『ガーンジー島の読書会の秘密』
(The Guernsey Literary and Potato Peel Pie Society)
監督 マイク・ニューウェル

 地元のシネコンでは、ほとんど洋画の上映をしなくなったので、市民映画会などのオフシアター上映会が殊の外ありがたいと思うようになった。もう市民映画会とあたご劇場、この上映会の主催者であるシネマ・サンライズでくらいしか外国の劇映画が観られなくなってきているように感じる。

 本作では、「足るを知りつつ大志を抱く」とのドーシー(ミキール・ハースマン)の言葉が妙に心に残った。彼の大志とは、いったい何だったのだろう。読書会の主導者だったエリザベス(ジェシカ・ブラウン・フィンドレイ)の残した「貴男は最後のパンを差し出してくれる人よ」という言葉の指していたものを保ち続けることだったのかもしれないと思った。

 原題の「ガーンジー島 文学とポテト皮パイ同好会」というのは、少々珍妙ながらも、人はパンのみにて生きるにあらずとしても、やはり大切な食(たとえどんなに不味かろうと)というものを併置した、なかなかの名称ではないかと感心した。

 思えば、大学の文芸サークルに属していたときの読書会のみならず、映画の自主上映活動に携わっていた時分の例会作品上映後の打上会での作品談義、映画日誌のHPを開設してからの掲示板での談義、映画好きの牧師さんが催す観賞会での近年の飲茶会談義と、僕には、ずっと読書会的なソサイエティが傍らにあったことを改めて思った。
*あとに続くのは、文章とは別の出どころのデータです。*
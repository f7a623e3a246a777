use crate::expr::{Expr, OpKind};

/// Returns the complexity of the expression, a rough measure of how hard it is to read.
///
/// Every node adds its own weight to the weights of its children:
///
/// - A number weighs its magnitude, so `2` is simpler than `1000`.
/// - A symbol or wildcard weighs the length of its name.
/// - Sums weigh 3, products 2, and powers 1, so that `x*(b + c)` is simpler than `x*b + x*c`.
/// - Function calls and named operations such as `deriv` weigh the length of their name plus
///   their number of arguments.
/// - Equations, vectors, and matrices weigh 1.
///
/// The solver's [`Complexity`](crate::solve::Complexity) goal prefers candidates with a lower
/// complexity.
pub fn complexity(expr: &Expr) -> usize {
    let own = match expr {
        // casts from float saturate, and `NaN` becomes 0
        Expr::Number(n) => n.abs().ceil() as usize,
        Expr::Symbol(sym) => sym.name.len(),
        Expr::Wildcard(wildcard) => wildcard.name.len(),
        Expr::Op(op) => match op.kind() {
            OpKind::Add | OpKind::Subtract => 3,
            OpKind::Multiply | OpKind::Divide => 2,
            OpKind::Power => 1,
            OpKind::Equality | OpKind::Vector | OpKind::Matrix { .. } => 1,
            OpKind::Function(name) => name.len() + op.args().len(),
            kind => kind.name().len() + op.args().len(),
        },
    };

    expr.args()
        .iter()
        .fold(own, |total, arg| total.saturating_add(complexity(arg)))
}

#[cfg(test)]
mod tests {
    use crate::canonicalize;
    use super::*;

    fn of(source: &str) -> usize {
        complexity(&canonicalize(&source.parse::<Expr>().unwrap()))
    }

    #[test]
    fn atoms() {
        assert_eq!(of("2"), 2);
        assert_eq!(of("-0.5"), 1);
        assert_eq!(of("theta"), 5);
    }

    #[test]
    fn simpler_forms_weigh_less() {
        assert!(of("x^2") < of("x*x*x"));
        assert!(of("x*(b + c)") < of("x*b + x*c"));
    }

    #[test]
    fn calls() {
        // sin: 3 + 1 argument, x: 1
        assert_eq!(of("sin(x)"), 5);
    }

    #[test]
    fn saturates() {
        assert_eq!(complexity(&Expr::number(f64::INFINITY)), usize::MAX);
        assert_eq!(complexity(&(Expr::number(f64::INFINITY) + Expr::symbol("x"))), usize::MAX);
    }
}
それらは、本作の読書会のような家族的なものを醸し出すものではなかったけれども、僕にとっては、とても意味深いソサエティだと思っている。

 そういう場で、自らの言葉として発したものというのは、けっこう自身を規定するようなところがあって、大学時分の読書会で「書くこと」についていろいろ語ってしまったことが、それを職業とするには至らずとも、何らかの形で今なお書き続ける僕の日々をこうして形作っているような気がする。
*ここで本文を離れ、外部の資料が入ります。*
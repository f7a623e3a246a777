//! Propositional identities over the functions `and`, `or`, and `not`, and the symbols `true` and
//! `false`.
//!
//! Function arguments are not reordered by canonicalization, so every identity with a constant
//! operand is listed for both argument orders.

use crate::rule::Rule;
use once_cell::sync::Lazy;
use super::compile;

const SOURCES: &[&str] = &[
    "not(true) ~ false",
    "not(false) ~ true",
    "not(not(a)) ~ a",
    "and(a, true) ~ a",
    "and(true, a) ~ a",
    "and(a, false) ~ false",
    "and(false, a) ~ false",
    "or(a, true) ~ true",
    "or(true, a) ~ true",
    "or(a, false) ~ a",
    "or(false, a) ~ a",
    "and(a, a) ~ a",
    "or(a, a) ~ a",
    "and(a, not(a)) ~ false",
    "and(not(a), a) ~ false",
    "or(a, not(a)) ~ true",
    "or(not(a), a) ~ true",
    "not(and(a, b)) ~ or(not(a), not(b))",
    "not(or(a, b)) ~ and(not(a), not(b))",
];

/// The number of rules in the library.
pub(crate) const RULE_COUNT: usize = SOURCES.len();

static RULES: Lazy<Vec<Rule>> = Lazy::new(|| compile("logic", SOURCES));

/// Returns the rules of the library.
pub fn rules() -> &'static [Rule] {
    &RULES
}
 エリザベスが、作家のジュリエット・アシュトン(リリー・ジェームズ)の生き方に大きな影響を与える苛烈な生を貫いたことにも、ドーシーの大志にも、そういった“読書会の場で自ら発してきた言葉”というものが少なからず作用してきたに違いないと思った。職業的立場といったものが言わせる言葉とは違った重さと深さというものが、ソサイエティとしての読書会での発言にはあることを、ささやかながら僕も知っている。

 まるでエリザベス・マッケンナの消息をもたらすためだけに現れた形となって少々気の毒だった米人将校マーク・レイノルズ(グレン・パウエル)は、本作に描かれた範囲において何らの落ち度も欠点もない有能な紳士だったと思うけれども、ドーシーの持っているそういう部分を感じさせない冷静で合理的な実利家であることにジュリエットは気づいてしまったということなのだろう。ジュリエットから読書会に届いた手紙を読んで、婚約を破棄したと読み取ったドーシーがメンバーの老エベン郵便局長(トム・コートネイ)から「何処にそんなことを書いてあった?」の声を背に表に飛び出していく場面に示されていたような“読み取りの力”というものを培ってくれるものが読書会であり、鑑賞談義なのだと思う。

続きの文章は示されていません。